Stathis Papaioannou wrote:
> Peter Jones writes:
>
>
>>There is a very impoertant difference between "computations do
>>not require a physical basis" and "computations do not
>>require any *particular* physical basis" (ie computations can be
>>physical
>>implemented by a wide variety of systems)
>
>
> Yes, but any physical system can be seen as implementing any computation with the appropriate
> rule mapping physical states to computational states.
I think this is doubtful. For one thing there must be enough distinct states. It's all very well
to imagine a mapping between a rock and my computer idealized as isolated closed systems - but in
fact they are not isolated close systems. When you're talking about simulating the universe in
computation it has a lot more states than a rock and it isn't close either.
>Attempts are made to put constraints on what
> counts as implementation of a computation in order to avoid this uncomfortable idea, but it
> doesn't work unless you say that certain implementations are specially blessed by God or something.
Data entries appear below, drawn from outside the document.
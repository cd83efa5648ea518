//! Job executor that dispatches job runs to registered handlers.

use std::collections::HashMap;
use std::sync::Arc;

use async_trait::async_trait;
use chrono::{DateTime, Utc};
use serde_json::Value;
use uuid::Uuid;

use tidewatch_core::error::{AppError, ErrorKind};

/// One triggered execution of a job type.
#[derive(Debug, Clone)]
pub struct JobRun {
    /// Run ID for log correlation
    pub id: Uuid,
    /// Handler key
    pub job_type: String,
    /// When the run was triggered
    pub triggered_at: DateTime<Utc>,
}

impl JobRun {
    /// A run of `job_type` triggered now.
    pub fn now(job_type: &str) -> Self {
        Self {
            id: Uuid::new_v4(),
            job_type: job_type.to_string(),
            triggered_at: Utc::now(),
        }
    }
}

/// Trait for job handler implementations
#[async_trait]
pub trait JobHandler: Send + Sync + std::fmt::Debug {
    /// Get the job type this handler processes
    fn job_type(&self) -> &str;

    /// Execute one run, returning an optional summary
    async fn execute(&self, run: &JobRun) -> Result<Option<Value>, JobExecutionError>;
}

/// Error from job execution
#[derive(Debug, thiserror::Error)]
pub enum JobExecutionError {
    /// Permanent failure, do not retry
    #[error("Permanent job failure: {0}")]
    Permanent(String),

    /// Transient failure; the next scheduled run may succeed
    #[error("Transient job failure: {0}")]
    Transient(String),

    /// Internal error
    #[error("Internal error: {0}")]
    Internal(#[from] AppError),
}

impl JobExecutionError {
    /// Classify a service error: degraded dependencies and timeouts are
    /// transient, everything else is carried as is.
    pub fn classify(err: AppError) -> Self {
        match err.kind {
            ErrorKind::DependencyDegraded | ErrorKind::ExternalService | ErrorKind::Timeout => {
                Self::Transient(err.to_string())
            }
            _ => Self::Internal(err),
        }
    }
}

/// Dispatches job runs to the appropriate handler based on job_type
#[derive(Debug, Default)]
pub struct JobExecutor {
    handlers: HashMap<String, Arc<dyn JobHandler>>,
}

impl JobExecutor {
    pub fn new() -> Self {
        Self::default()
    }

    /// Register a job handler
    pub fn register(&mut self, handler: Arc<dyn JobHandler>) {
        let job_type = handler.job_type().to_string();
        tracing::info!(job_type = %job_type, "Registered job handler");
        self.handlers.insert(job_type, handler);
    }

    /// Execute a run by dispatching to the correct handler
    pub async fn execute(&self, run: &JobRun) -> Result<Option<Value>, JobExecutionError> {
        let handler = self.handlers.get(&run.job_type).ok_or_else(|| {
            JobExecutionError::Permanent(format!(
                "No handler registered for job type '{}'",
                run.job_type
            ))
        })?;

        tracing::info!(run_id = %run.id, job_type = %run.job_type, "Executing job");

        handler.execute(run).await
    }

    /// Execute a run and log its outcome instead of returning it.
    pub async fn run_logged(&self, job_type: &str) {
        let run = JobRun::now(job_type);
        match self.execute(&run).await {
            Ok(summary) => {
                let summary = summary.unwrap_or_default();
                tracing::info!(
                    run_id = %run.id,
                    job_type,
                    summary = %summary,
                    "Job completed"
                );
            }
            Err(JobExecutionError::Transient(msg)) => {
                tracing::warn!(run_id = %run.id, job_type, error = %msg, "Job failed, will run again on schedule");
            }
            Err(e) => {
                tracing::error!(run_id = %run.id, job_type, error = %e, "Job failed");
            }
        }
    }

    /// Check if a handler is registered for a job type
    pub fn has_handler(&self, job_type: &str) -> bool {
        self.handlers.contains_key(job_type)
    }

    /// Get the list of registered job types
    pub fn registered_types(&self) -> Vec<String> {
        self.handlers.keys().cloned().collect()
    }
}

#[cfg(test)]
mod tests {
    use std::sync::atomic::{AtomicUsize, Ordering};

    use super::*;

    #[derive(Debug, Default)]
    struct CountingHandler {
        runs: AtomicUsize,
    }

    #[async_trait]
    impl JobHandler for CountingHandler {
        fn job_type(&self) -> &str {
            "counting"
        }

        async fn execute(&self, _run: &JobRun) -> Result<Option<Value>, JobExecutionError> {
            let n = self.runs.fetch_add(1, Ordering::SeqCst) + 1;
            Ok(Some(serde_json::json!({ "runs": n })))
        }
    }

    #[tokio::test]
    async fn test_dispatches_to_registered_handler() {
        let handler = Arc::new(CountingHandler::default());
        let mut executor = JobExecutor::new();
        executor.register(handler.clone());

        let summary = executor.execute(&JobRun::now("counting")).await.unwrap();
        assert_eq!(summary, Some(serde_json::json!({ "runs": 1 })));
        executor.run_logged("counting").await;
        assert_eq!(handler.runs.load(Ordering::SeqCst), 2);
        assert!(executor.has_handler("counting"));
        assert_eq!(executor.registered_types(), vec!["counting".to_string()]);
    }

    #[derive(Debug, Default)]
    struct QuietHandler {
        runs: AtomicUsize,
    }

    #[async_trait]
    impl JobHandler for QuietHandler {
        fn job_type(&self) -> &str {
            "quiet"
        }

        async fn execute(&self, _run: &JobRun) -> Result<Option<Value>, JobExecutionError> {
            self.runs.fetch_add(1, Ordering::SeqCst);
            Ok(None)
        }
    }

    #[tokio::test]
    async fn test_logged_run_without_summary() {
        let handler = Arc::new(QuietHandler::default());
        let mut executor = JobExecutor::new();
        executor.register(handler.clone());

        executor.run_logged("quiet").await;
        executor.run_logged("missing").await;

        assert_eq!(handler.runs.load(Ordering::SeqCst), 1);
    }

    #[tokio::test]
    async fn test_unknown_job_type_is_permanent() {
        let executor = JobExecutor::new();
        let err = executor.execute(&JobRun::now("missing")).await.unwrap_err();
        assert!(matches!(err, JobExecutionError::Permanent(_)));
    }

    #[test]
    fn test_classify_service_errors() {
        assert!(matches!(
            JobExecutionError::classify(AppError::timeout("slow oracle")),
            JobExecutionError::Transient(_)
        ));
        assert!(matches!(
            JobExecutionError::classify(AppError::dependency_degraded("oracle down")),
            JobExecutionError::Transient(_)
        ));
        assert!(matches!(
            JobExecutionError::classify(AppError::database("store offline")),
            JobExecutionError::Internal(e) if e.is_fatal()
        ));
    }
}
> So at least you have to say that every computation is implemented if any physical universe at all
> exists, even if it is comprised of a single atom which endures for a femtosecond. That's an absurd
> amount of responsibility for a little atom, and it makes more sense to me (although I can't at the
> moment think of a proof) to say that the atom is irrelevant, and the computations are implemented
> anyway by virtue of their status as mathematical objects.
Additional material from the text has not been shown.